Differential Equation Solving

Ordinary differential equation (ODE) solvers solve an equation or system of equations for an unknown functions of one variable. Partial differential equation (PDE) solvers solve for functions of two variables (1-D PDEs). The Odesolve and Pdesolve functions are used within solve blocks, allowing for natural notation.
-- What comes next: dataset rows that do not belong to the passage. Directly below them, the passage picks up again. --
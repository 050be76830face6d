//! Decoder for agent replies.
//!
//! The backend answers a streaming request in one of two framings and does
//! not say which: a single JSON array of fragments, or Server-Sent Events whose
//! `data: ` payloads are fragment arrays. Every chunk is first tried as a whole
//! array; only when that fails does it join the SSE buffer.

use crate::models::{resolve_final, Fragment};
use tracing::debug;

const EVENT_DELIMITER: &str = "\n\n";
const DATA_PREFIX: &str = "data: ";

/// Which framing produced a batch.
#[derive(Debug, Clone, Copy, PartialEq, Eq)]
pub enum Strategy {
    DirectArray,
    SseFrames,
}

/// One parsed fragment array.
#[derive(Debug, Clone, PartialEq, Eq)]
pub struct Batch {
    pub strategy: Strategy,
    pub fragments: Vec<Fragment>,
}

impl Batch {
    pub fn final_fragment(&self) -> Option<&Fragment> {
        resolve_final(&self.fragments)
    }

    /// Text of the resolved fragment, if non-empty.
    pub fn final_text(&self) -> Option<&str> {
        self.final_fragment().and_then(Fragment::usable_text)
    }
}

#[derive(Debug, Clone, Copy, PartialEq, Eq)]
enum DecoderState {
    Reading,
    Complete,
}

/// Incremental decoder fed with raw body chunks in arrival order.
#[derive(Debug)]
pub struct ResponseDecoder {
    state: DecoderState,
    pending: String,
    utf8_tail: Vec<u8>,
    last_batch: Option<Batch>,
}

impl Default for ResponseDecoder {
    fn default() -> Self {
        Self::new()
    }
}

impl ResponseDecoder {
    pub fn new() -> Self {
        Self {
            state: DecoderState::Reading,
            pending: String::new(),
            utf8_tail: Vec::new(),
            last_batch: None,
        }
    }

    /// True once a direct array arrived or the stream was finished.
    pub fn is_complete(&self) -> bool {
        self.state == DecoderState::Complete
    }

    /// Most recent batch seen, which carries the authoritative reply.
    pub fn last_batch(&self) -> Option<&Batch> {
        self.last_batch.as_ref()
    }

    pub fn final_text(&self) -> Option<&str> {
        self.last_batch.as_ref().and_then(Batch::final_text)
    }

    /// Consume one raw chunk and return the batches it completed.
    pub fn feed(&mut self, bytes: &[u8]) -> Vec<Batch> {
        if self.is_complete() {
            return Vec::new();
        }

        let chunk = self.decode_utf8(bytes);
        if chunk.is_empty() {
            return Vec::new();
        }

        if let Some(fragments) = parse_direct(&chunk) {
            self.state = DecoderState::Complete;
            return self.record(vec![Batch {
                strategy: Strategy::DirectArray,
                fragments,
            }]);
        }

        self.pending.push_str(&chunk);
        let events = self.take_complete_events();
        let batches = events.iter().filter_map(|event| parse_event(event)).collect();
        self.record(batches)
    }

    /// Flush whatever is left once the transport signals end of body.
    ///
    /// The remainder is tried as a direct array first, which recovers an array
    /// split over several chunks, then as a final unterminated SSE event.
    pub fn finish(&mut self) -> Vec<Batch> {
        if self.is_complete() {
            return Vec::new();
        }
        self.state = DecoderState::Complete;

        if !self.utf8_tail.is_empty() {
            let tail = String::from_utf8_lossy(&self.utf8_tail).into_owned();
            self.utf8_tail.clear();
            self.pending.push_str(&tail);
        }

        let rest = std::mem::take(&mut self.pending);
        if rest.trim().is_empty() {
            return Vec::new();
        }

        if let Some(fragments) = parse_direct(&rest) {
            return self.record(vec![Batch {
                strategy: Strategy::DirectArray,
                fragments,
            }]);
        }

        let batches = rest
            .split(EVENT_DELIMITER)
            .filter_map(parse_event)
            .collect();
        self.record(batches)
    }

    fn record(&mut self, batches: Vec<Batch>) -> Vec<Batch> {
        if let Some(last) = batches.last() {
            self.last_batch = Some(last.clone());
        }
        batches
    }

    /// Split off every delimiter-terminated event, keeping the trailing
    /// partial segment buffered.
    fn take_complete_events(&mut self) -> Vec<String> {
        let Some(cut) = self.pending.rfind(EVENT_DELIMITER) else {
            return Vec::new();
        };
        let rest = self.pending.split_off(cut + EVENT_DELIMITER.len());
        let complete = std::mem::replace(&mut self.pending, rest);

        complete
            .split(EVENT_DELIMITER)
            .map(str::to_string)
            .collect()
    }

    /// Decode bytes as UTF-8, holding back a code point cut at the chunk edge.
    fn decode_utf8(&mut self, bytes: &[u8]) -> String {
        self.utf8_tail.extend_from_slice(bytes);

        match std::str::from_utf8(&self.utf8_tail) {
            Ok(text) => {
                let text = text.to_string();
                self.utf8_tail.clear();
                text
            }
            Err(err) if err.error_len().is_none() => {
                let valid = err.valid_up_to();
                let text = String::from_utf8_lossy(&self.utf8_tail[..valid]).into_owned();
                self.utf8_tail.drain(..valid);
                text
            }
            Err(_) => {
                let text = String::from_utf8_lossy(&self.utf8_tail).into_owned();
                self.utf8_tail.clear();
                text
            }
        }
    }
}

/// Direct-array strategy: the whole chunk is one fragment array.
fn parse_direct(chunk: &str) -> Option<Vec<Fragment>> {
    serde_json::from_str::<Vec<Fragment>>(chunk).ok()
}

/// SSE strategy for a single event block.
fn parse_event(event: &str) -> Option<Batch> {
    if event.trim().is_empty() {
        return None;
    }
    let data = event.strip_prefix(DATA_PREFIX)?;

    match serde_json::from_str::<Vec<Fragment>>(data) {
        Ok(fragments) => Some(Batch {
            strategy: Strategy::SseFrames,
            fragments,
        }),
        Err(err) => {
            debug!(event, error = %err, "skipping unparseable SSE event");
            None
        }
    }
}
The remaining functions can be used within programs for iterative calculations.

Ordinary Differential Equations

Odesolve Natural notation ODE solver for solve blocks.

Adams Adams-Bashford methods.

rkfixed, Rkadapt, and Bulstoer 4th-order Runge Kutta method, with fixed and adaptive step size, and Bulstoer method for smoothly varying ODEs.

BDF Backward differentiation formula methods.

AdamsBDF Determines whether a system is stiff or non-stiff, and calls BDF or Adams accordingly.

Radau, Stiffb, and Stiffr RADAU, Bulirsch-Stoer, and Rosenbrock methods for stiff systems.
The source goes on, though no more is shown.